Perlomeno, fino a quando non dovesse concretizzarsi l’ipotesi di una coalizione rosso­rosso­verde. Finora, però, il principale partito d’opposizione, la Spd, è ingabbiato nel ruolo di principale alleato di Angela Merkel e pare per nulla intenzionato a tessere i rapporti a sinistra con la Linke. La cancelliera può dormire sonni tranquilli. Eppure, Angela Merkel, all’apice della potenza, starebbe già pianificando la sua uscita di scena. Secondo le indiscrezioni del settimanale tedesco Der Spiegel, la cancelliera vorrebbe evitare di concludere la sua carriera con una sconfitta elettorale. Nel giro dei suoi collaboratori più stretti si vocifera che la Merkel sarà la prima cancelliera nella storia tedesca del dopoguerra a dimettersi volontariamente prima della scadenza naturale del proprio mandato.

“L’ipotesi la stuzzica molto”, ammette un collega di partito, nonché esponente della compagine di governo. E, a riprova del fatto che non si tratterebbe di sole voci, lo Spiegel aggiunge che la cancelliera starebbe già lavorando personalmente alla propria successione. Sarebbe noto anche il nome della candidata prescelta, l’attuale ministra della Difesa Ursula von der Leyen, data in pole position. Sembra sia stata la stessa Merkel ad averla voluta nel ruolo di guida di quel ministero, da molti commentatori politici considerato un trampolino di lancio alla ben più ambiziosa carica di futura cancelliera.
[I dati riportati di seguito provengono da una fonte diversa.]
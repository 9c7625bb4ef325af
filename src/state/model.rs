use serde::Serialize;

/// Manipulation mode of the single active sticker.
#[derive(Debug, Clone, Copy, PartialEq, Eq, Default, Serialize)]
#[serde(rename_all = "snake_case")]
pub enum GestureMode {
    #[default]
    Idle,
    Dragging,
    Rotating,
    Resizing,
    Scaling,
    Pinching,
}

impl GestureMode {
    pub const fn is_active(self) -> bool {
        !matches!(self, Self::Idle)
    }
}
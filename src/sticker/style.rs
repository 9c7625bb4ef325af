use serde::Serialize;

use super::{ImageSource, StickerKind};
use crate::geometry::Color;

pub const TEXT_FONT_SIZE_MIN: u16 = 12;
pub const TEXT_FONT_SIZE_MAX: u16 = 72;
pub const EMOJI_FONT_SIZE_MIN: u16 = 24;
pub const EMOJI_FONT_SIZE_MAX: u16 = 120;

const DEFAULT_TEXT_COLOR: Color = Color::new(0, 0, 0);
const DEFAULT_TEXT_FONT_SIZE: u16 = 24;
const DEFAULT_EMOJI_FONT_SIZE: u16 = 48;
const DEFAULT_SHAPE_FILL: Color = Color::new(0xFF, 0x57, 0x33);

/// Variant-specific visual attributes. Fields a kind does not use stay `None`.
#[derive(Debug, Clone, PartialEq, Default, Serialize)]
pub struct StickerStyle {
    pub color: Option<Color>,
    pub font_size: Option<u16>,
    pub fill: Option<Color>,
    pub background_image: Option<ImageSource>,
}

impl StickerStyle {
    pub fn text(color: Color, font_size: u16) -> Self {
        Self {
            color: Some(color),
            font_size: Some(clamp_font_size(StickerKind::Text, font_size)),
            ..Self::default()
        }
    }

    pub fn emoji(font_size: u16) -> Self {
        Self {
            font_size: Some(clamp_font_size(StickerKind::Emoji, font_size)),
            ..Self::default()
        }
    }

    pub fn shape(fill: Color) -> Self {
        Self {
            fill: Some(fill),
            ..Self::default()
        }
    }

    pub fn default_for(kind: StickerKind) -> Self {
        match kind {
            StickerKind::Text => Self::text(DEFAULT_TEXT_COLOR, DEFAULT_TEXT_FONT_SIZE),
            StickerKind::Emoji => Self::emoji(DEFAULT_EMOJI_FONT_SIZE),
            StickerKind::Shape => Self::shape(DEFAULT_SHAPE_FILL),
            StickerKind::Image | StickerKind::Gif => Self::default(),
        }
    }

    /// Font size to render with, falling back to the kind's default.
    pub fn effective_font_size(&self, kind: StickerKind) -> u16 {
        self.font_size.unwrap_or(match kind {
            StickerKind::Emoji => DEFAULT_EMOJI_FONT_SIZE,
            _ => DEFAULT_TEXT_FONT_SIZE,
        })
    }

    pub fn effective_fill(&self) -> Color {
        self.fill.unwrap_or(DEFAULT_SHAPE_FILL)
    }

    pub fn effective_color(&self) -> Color {
        self.color.unwrap_or(DEFAULT_TEXT_COLOR)
    }
}

/// Clamps a font size to the editable range of `kind`.
pub fn clamp_font_size(kind: StickerKind, size: u16) -> u16 {
    match kind {
        StickerKind::Emoji => size.clamp(EMOJI_FONT_SIZE_MIN, EMOJI_FONT_SIZE_MAX),
        _ => size.clamp(TEXT_FONT_SIZE_MIN, TEXT_FONT_SIZE_MAX),
    }
}
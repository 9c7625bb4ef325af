mod capture;
mod pointer;
mod shortcut;

pub use capture::{CaptureGuard, NoCapture, PointerCapture};
pub use pointer::{HitTarget, ResizeHandle};
pub use shortcut::{
    resolve_shortcut, InputContext, ShortcutAction, ShortcutKey, ShortcutModifiers,
};
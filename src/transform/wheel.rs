use std::time::Duration;

use crate::sticker::{Sticker, StickerId};

/// Multiplier for one wheel tick: scrolling down shrinks, up grows, and a
/// zero delta does nothing.
pub fn wheel_factor(delta_y: f64, shrink: f64, grow: f64) -> Option<f64> {
    if delta_y > 0.0 {
        Some(shrink)
    } else if delta_y < 0.0 {
        Some(grow)
    } else {
        None
    }
}

/// A wheel burst waiting to be recorded as one `SCALE` entry.
#[derive(Debug, Clone, PartialEq)]
pub struct PendingScaleCommit {
    pub id: StickerId,
    /// Sticker state before the first tick of the burst.
    pub before: Sticker,
    pub deadline: Duration,
}

/// Debounces wheel ticks so a burst produces a single history entry once the
/// wheel has been quiet for `delay`. Time is supplied by the caller.
#[derive(Debug, Clone)]
pub struct WheelCommitScheduler {
    delay: Duration,
    pending: Option<PendingScaleCommit>,
}

impl WheelCommitScheduler {
    pub fn new(delay: Duration) -> Self {
        Self {
            delay,
            pending: None,
        }
    }

    pub fn pending(&self) -> Option<&PendingScaleCommit> {
        self.pending.as_ref()
    }

    pub fn is_pending_for(&self, id: StickerId) -> bool {
        self.pending.as_ref().is_some_and(|pending| pending.id == id)
    }

    /// Records a tick on `before.id`. The first tick of a burst keeps its
    /// snapshot; later ticks only push the deadline out. A tick on another
    /// sticker hands back the previous burst so it can be committed first.
    pub fn arm(&mut self, before: Sticker, now: Duration) -> Option<PendingScaleCommit> {
        let deadline = now + self.delay;
        if let Some(pending) = self.pending.as_mut() {
            if pending.id == before.id {
                pending.deadline = deadline;
                return None;
            }
        }
        let flushed = self.pending.take();
        self.pending = Some(PendingScaleCommit {
            id: before.id,
            before,
            deadline,
        });
        flushed
    }

    /// Takes the pending burst if its quiet period has elapsed.
    pub fn take_due(&mut self, now: Duration) -> Option<PendingScaleCommit> {
        if self.pending.as_ref()?.deadline <= now {
            return self.pending.take();
        }
        None
    }

    /// Takes the pending burst regardless of its deadline.
    pub fn flush(&mut self) -> Option<PendingScaleCommit> {
        self.pending.take()
    }
}

impl Default for WheelCommitScheduler {
    fn default() -> Self {
        Self::new(Duration::from_millis(500))
    }
}

#[cfg(test)]
mod tests {
    use super::*;
    use crate::geometry::Point;
    use crate::sticker::{StickerContent, StickerKind, StickerObjects, StickerStyle};

    fn sticker(objects: &mut StickerObjects) -> Sticker {
        Sticker::new(
            objects.allocate_id(),
            Point::new(100.0, 100.0),
            StickerContent::Emoji("🎉".to_string()),
            StickerStyle::default_for(StickerKind::Emoji),
        )
    }

    #[test]
    fn wheel_factor_follows_scroll_direction() {
        assert_eq!(wheel_factor(3.0, 0.9, 1.1), Some(0.9));
        assert_eq!(wheel_factor(-0.5, 0.9, 1.1), Some(1.1));
        assert_eq!(wheel_factor(0.0, 0.9, 1.1), None);
    }

    #[test]
    fn burst_keeps_first_snapshot_and_rearms_deadline() {
        let mut objects = StickerObjects::new();
        let first = sticker(&mut objects);
        let mut later = first.clone();
        later.scale = 1.21;

        let mut scheduler = WheelCommitScheduler::default();
        assert!(scheduler.arm(first.clone(), Duration::from_millis(0)).is_none());
        assert!(scheduler.arm(later, Duration::from_millis(300)).is_none());

        assert!(scheduler.take_due(Duration::from_millis(600)).is_none());
        let due = scheduler
            .take_due(Duration::from_millis(800))
            .expect("burst should be due after quiet period");
        assert_eq!(due.before, first);
        assert!(scheduler.pending().is_none());
    }

    #[test]
    fn tick_on_another_sticker_returns_previous_burst() {
        let mut objects = StickerObjects::new();
        let a = sticker(&mut objects);
        let b = sticker(&mut objects);

        let mut scheduler = WheelCommitScheduler::new(Duration::from_millis(100));
        scheduler.arm(a.clone(), Duration::ZERO);
        let flushed = scheduler
            .arm(b.clone(), Duration::from_millis(10))
            .expect("previous burst should be handed back");
        assert_eq!(flushed.id, a.id);
        assert!(scheduler.is_pending_for(b.id));
    }

    #[test]
    fn flush_takes_pending_commit_before_its_deadline() {
        let mut objects = StickerObjects::new();
        let mut scheduler = WheelCommitScheduler::default();
        let first = sticker(&mut objects);
        scheduler.arm(first.clone(), Duration::ZERO);

        let flushed = scheduler.flush().expect("pending burst should flush");
        assert_eq!(flushed.before, first);
        assert!(scheduler.take_due(Duration::from_secs(10)).is_none());
        assert!(scheduler.flush().is_none());
    }
}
Il futuro di Angela Merkel potrebbe però riservare delle sorprese. L’idea delle dimissioni non significherebbe necessariamente l’abbandono definitivo della carriera politica, anzi. Lo Spiegel parla di ambizioni in campo internazionale. Non è la prima volta che trapelano indiscrezioni sulle ambizioni di Angela Merkel di andare a occupare in futuro il ruolo di presidente del Consiglio dell’Unione Europeo o, nientemeno, quello di segretario generale dell’Onu. Entrambi gli incarichi si libererebbero tra la fine del 2016 e l’inizio del 2017. Qualcuno già si sbilancia, l’europarlamentare della Cdu Elmar Brok, per esempio. “A Bruxelles in tanti si augurano che Angela Merkel possa in futuro mettere, come presidente del Consiglio, la sua esperienza e la sua capacità al servizio dell’Europa. Potrebbe contare su un vasto consenso”.